> _Task goal_:
For every line in the data below that contains "bool", copy the line.

> _Available records_:
╔══

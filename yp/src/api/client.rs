//! RemoteApi trait definition

use async_trait::async_trait;

use super::{ApiError, AuthProviders, LoginData, RemoteRules, User};

/// Everything the stores need from the remote account store.
///
/// One method per REST endpoint, credentials passed explicitly: the client
/// itself holds no session state, that belongs to the stores.
#[async_trait]
pub trait RemoteApi: Send + Sync {
    /// OAuth-code login
    async fn login_with_provider(&self, code: &str) -> Result<LoginData, ApiError>;

    /// Username/password login
    async fn login_with_credentials(&self, username: &str, password: &str) -> Result<LoginData, ApiError>;

    /// Local account registration
    async fn register(&self, username: &str, password: &str, name: Option<&str>) -> Result<(), ApiError>;

    /// Which login methods the server offers
    async fn auth_config(&self) -> Result<AuthProviders, ApiError>;

    /// Exchange the current token for a fresh one
    async fn refresh_token(&self, token: &str) -> Result<String, ApiError>;

    /// Fetch the profile of the token's owner
    async fn user_info(&self, token: &str) -> Result<User, ApiError>;

    /// Invalidate the session server-side
    async fn logout(&self, token: &str) -> Result<(), ApiError>;

    /// Fetch the account's stored prompt rules; `None` when nothing is stored
    async fn fetch_prompt_rules(&self, token: &str) -> Result<Option<RemoteRules>, ApiError>;

    /// Write the given rules (partial update, remote keys)
    async fn save_prompt_rules(&self, token: &str, rules: &RemoteRules) -> Result<(), ApiError>;

    /// Delete stored rules; `None` deletes all, `Some` only the given remote keys
    async fn delete_prompt_rules(&self, token: &str, keys: Option<&[String]>) -> Result<(), ApiError>;
}

#[cfg(test)]
pub mod mock {
    use super::*;
    use std::sync::Mutex;

    #[derive(Default)]
    struct MockState {
        login: Option<LoginData>,
        register_error: Option<String>,
        remote_rules: Option<RemoteRules>,
        user: Option<User>,
        refreshed_token: Option<String>,
        fail_fetch: bool,
        fail_save: bool,
        fail_auth_config: bool,
        fetch_calls: usize,
        save_calls: usize,
        logout_calls: usize,
        saved: Vec<RemoteRules>,
        deleted: Vec<Option<Vec<String>>>,
    }

    /// Scriptable RemoteApi for unit tests, with call counters
    #[derive(Default)]
    pub struct MockApi {
        state: Mutex<MockState>,
    }

    impl MockApi {
        pub fn new() -> Self {
            Self::default()
        }

        /// Next logins succeed with this payload
        pub fn set_login(&self, data: LoginData) {
            self.state.lock().unwrap().login = Some(data);
        }

        /// Next registrations fail with this server message
        pub fn set_register_error(&self, message: &str) {
            self.state.lock().unwrap().register_error = Some(message.to_string());
        }

        /// What fetch_prompt_rules returns as data
        pub fn set_remote_rules(&self, rules: RemoteRules) {
            self.state.lock().unwrap().remote_rules = Some(rules);
        }

        pub fn set_user(&self, user: User) {
            self.state.lock().unwrap().user = Some(user);
        }

        pub fn set_refreshed_token(&self, token: &str) {
            self.state.lock().unwrap().refreshed_token = Some(token.to_string());
        }

        pub fn fail_fetch(&self, fail: bool) {
            self.state.lock().unwrap().fail_fetch = fail;
        }

        pub fn fail_save(&self, fail: bool) {
            self.state.lock().unwrap().fail_save = fail;
        }

        pub fn fail_auth_config(&self, fail: bool) {
            self.state.lock().unwrap().fail_auth_config = fail;
        }

        pub fn fetch_calls(&self) -> usize {
            self.state.lock().unwrap().fetch_calls
        }

        pub fn save_calls(&self) -> usize {
            self.state.lock().unwrap().save_calls
        }

        pub fn logout_calls(&self) -> usize {
            self.state.lock().unwrap().logout_calls
        }

        /// Every payload passed to save_prompt_rules
        pub fn saved(&self) -> Vec<RemoteRules> {
            self.state.lock().unwrap().saved.clone()
        }

        /// Every key set passed to delete_prompt_rules
        pub fn deleted(&self) -> Vec<Option<Vec<String>>> {
            self.state.lock().unwrap().deleted.clone()
        }
    }

    fn server_error(message: &str) -> ApiError {
        ApiError::Server {
            code: 500,
            message: message.to_string(),
        }
    }

    #[async_trait]
    impl RemoteApi for MockApi {
        async fn login_with_provider(&self, _code: &str) -> Result<LoginData, ApiError> {
            self.state
                .lock()
                .unwrap()
                .login
                .clone()
                .ok_or_else(|| server_error("login rejected"))
        }

        async fn login_with_credentials(&self, _username: &str, _password: &str) -> Result<LoginData, ApiError> {
            self.state
                .lock()
                .unwrap()
                .login
                .clone()
                .ok_or_else(|| server_error("login rejected"))
        }

        async fn register(&self, _username: &str, _password: &str, _name: Option<&str>) -> Result<(), ApiError> {
            match self.state.lock().unwrap().register_error.clone() {
                Some(message) => Err(ApiError::Server { code: 400, message }),
                None => Ok(()),
            }
        }

        async fn auth_config(&self) -> Result<AuthProviders, ApiError> {
            if self.state.lock().unwrap().fail_auth_config {
                return Err(server_error("auth config unavailable"));
            }
            Ok(AuthProviders {
                local_auth_enabled: true,
                registration_enabled: true,
                ..Default::default()
            })
        }

        async fn refresh_token(&self, _token: &str) -> Result<String, ApiError> {
            self.state
                .lock()
                .unwrap()
                .refreshed_token
                .clone()
                .ok_or_else(|| server_error("refresh rejected"))
        }

        async fn user_info(&self, _token: &str) -> Result<User, ApiError> {
            self.state
                .lock()
                .unwrap()
                .user
                .clone()
                .ok_or_else(|| server_error("no user"))
        }

        async fn logout(&self, _token: &str) -> Result<(), ApiError> {
            self.state.lock().unwrap().logout_calls += 1;
            Ok(())
        }

        async fn fetch_prompt_rules(&self, _token: &str) -> Result<Option<RemoteRules>, ApiError> {
            let mut state = self.state.lock().unwrap();
            state.fetch_calls += 1;
            if state.fail_fetch {
                return Err(server_error("fetch failed"));
            }
            Ok(state.remote_rules.clone())
        }

        async fn save_prompt_rules(&self, _token: &str, rules: &RemoteRules) -> Result<(), ApiError> {
            let mut state = self.state.lock().unwrap();
            state.save_calls += 1;
            if state.fail_save {
                return Err(server_error("save failed"));
            }
            state.saved.push(rules.clone());
            Ok(())
        }

        async fn delete_prompt_rules(&self, _token: &str, keys: Option<&[String]>) -> Result<(), ApiError> {
            self.state.lock().unwrap().deleted.push(keys.map(|k| k.to_vec()));
            Ok(())
        }
    }
}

╚══

> _Expected output_:
        fail_fetch: bool,
        fail_save: bool,
        fail_auth_config: bool,
        pub fn fail_fetch(&self, fail: bool) {
        pub fn fail_save(&self, fail: bool) {
        pub fn fail_auth_config(&self, fail: bool) {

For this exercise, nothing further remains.